Our workflow involves creating complex models using Blender's built-in functions, and then, joining all mesh objects and perform intersection. The tetrahedral mesh generator is extremely sensitive and refuses to mesh any triangular surfaces that 1) are not water-tight, 2) have self-intersecting triangles, and 3) contain inconsistent triangles (such as vertices ended up in the middle of any edge or faces).

I found that Blender 2.9+ is quite good at resolving intersections with the Exact solver enabled. However, I have struggled to slice box objects with plane objects to create a multi-layered structure.

Here is an example. The scene contains a box, a plane of matching size, and a cone. My goal is to create tetrahedral mesh from this scene.

enter image description here

By performing 1) converting all objects to mesh, 2) join all triangular meshes to intersect, I got the attached intersected mesh.
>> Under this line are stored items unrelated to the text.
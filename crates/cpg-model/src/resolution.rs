//! Competitor resolution results
//!
//! Built once per pipeline run by the resolver and read-only afterwards.

use crate::post::Post;
use indexmap::IndexMap;
use serde::Serialize;

/// Which storage layout satisfied a competitor lookup, in priority order
#[derive(Debug, Clone, Copy, PartialEq, Eq, Hash, Serialize)]
#[serde(rename_all = "snake_case")]
pub enum LookupSource {
    /// `{platform}/{primary}/{competitor}.json`
    Colocated,
    /// `{platform}/{competitor}/{competitor}.json`
    OwnNamespace,
    /// `{platform}/{competitor}.json`
    Flat,
    /// Platform-agnostic profile namespace
    Profile,
}

impl LookupSource {
    /// Lookup order
    pub const ORDER: [LookupSource; 4] = [
        LookupSource::Colocated,
        LookupSource::OwnNamespace,
        LookupSource::Flat,
        LookupSource::Profile,
    ];

    /// 1-based priority
    #[inline]
    #[must_use]
    pub fn priority(&self) -> u8 {
        match self {
            Self::Colocated => 1,
            Self::OwnNamespace => 2,
            Self::Flat => 3,
            Self::Profile => 4,
        }
    }

    /// Only the co-located layout is canonical
    #[inline]
    #[must_use]
    pub fn is_canonical(&self) -> bool {
        matches!(self, Self::Colocated)
    }
}

/// Resolved data for one competitor
#[derive(Debug, Clone, PartialEq, Eq, Serialize)]
pub struct ResolvedCompetitor {
    pub posts: Vec<Post>,
    pub source_path: Option<String>,
    pub source: Option<LookupSource>,
    pub found: bool,
}

impl ResolvedCompetitor {
    /// Posts found at `source_path`
    #[must_use]
    pub fn found(posts: Vec<Post>, source_path: impl Into<String>, source: LookupSource) -> Self {
        Self {
            found: !posts.is_empty(),
            posts,
            source_path: Some(source_path.into()),
            source: Some(source),
        }
    }

    /// No data at any path
    #[must_use]
    pub fn missing() -> Self {
        Self {
            posts: Vec::new(),
            source_path: None,
            source: None,
            found: false,
        }
    }

    /// Data came from a non-canonical layout
    #[must_use]
    pub fn is_non_canonical(&self) -> bool {
        self.source.is_some_and(|s| !s.is_canonical())
    }

    /// Mean engagement, if any posts exist
    #[must_use]
    pub fn average_engagement(&self) -> Option<f64> {
        if self.posts.is_empty() {
            return None;
        }
        #[allow(clippy::cast_precision_loss)]
        let total: f64 = self.posts.iter().map(|p| p.engagement() as f64).sum();
        #[allow(clippy::cast_precision_loss)]
        Some(total / self.posts.len() as f64)
    }
}

/// Competitor handle → resolved data, in request order
#[derive(Debug, Clone, Default, PartialEq, Eq, Serialize)]
pub struct CompetitorResolution {
    entries: IndexMap<String, ResolvedCompetitor>,
}

impl CompetitorResolution {
    #[inline]
    #[must_use]
    pub fn get(&self, competitor: &str) -> Option<&ResolvedCompetitor> {
        self.entries.get(competitor)
    }

    pub fn iter(&self) -> impl Iterator<Item = (&String, &ResolvedCompetitor)> {
        self.entries.iter()
    }

    #[inline]
    #[must_use]
    pub fn len(&self) -> usize {
        self.entries.len()
    }

    #[inline]
    #[must_use]
    pub fn is_empty(&self) -> bool {
        self.entries.is_empty()
    }

    /// Number of competitors with data
    #[must_use]
    pub fn found_count(&self) -> usize {
        self.entries.values().filter(|r| r.found).count()
    }

    /// At least one competitor has posts
    #[must_use]
    pub fn any_found(&self) -> bool {
        self.entries.values().any(|r| r.found)
    }

    /// All resolved competitor posts, in request order
    pub fn all_posts(&self) -> impl Iterator<Item = &Post> {
        self.entries.values().flat_map(|r| r.posts.iter())
    }
}

impl FromIterator<(String, ResolvedCompetitor)> for CompetitorResolution {
    fn from_iter<T: IntoIterator<Item = (String, ResolvedCompetitor)>>(iter: T) -> Self {
        Self {
            entries: iter.into_iter().collect(),
        }
    }
}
You can see, Blender did a good job for both top and bottom planes, but the intersection of the middle-plane creates inconsistent triangles - the 4 highlighted vertices are located in the middle of the edge of the triangles on the bounding box. This makes my tetrahedral mesh generator unhappy.

My question is - why Blender inserts these 4 nodes in the first place? is there an option for Blender to refine all connected triangles if it decides to insert a new node in the middle of any edge? or, even better, not to insert these nodes at all (like the top/bottom planes)?

any suggestion on how to consistently mesh such cut structure would be appreciated!

enter image description here

Update: just to give some idea on what is the expected "consistent triangular mesh", here is a manually edited image. What are missing are these 8 red-colored edges. With these edges, there will be no vertex located in the middle of any edge.

enter image description here

The .blend file before joining is attached here

Update 2: it looks like this behavior is also version dependent - the above screenshots were taken on Blender 3.0.1 (Ubuntu 22.04), but if I use Blender 2.92, the generated tessellation is valid - see below screenshot blender 2.92. As you can see, only two nodes were added, but both nodes were properly tessellated.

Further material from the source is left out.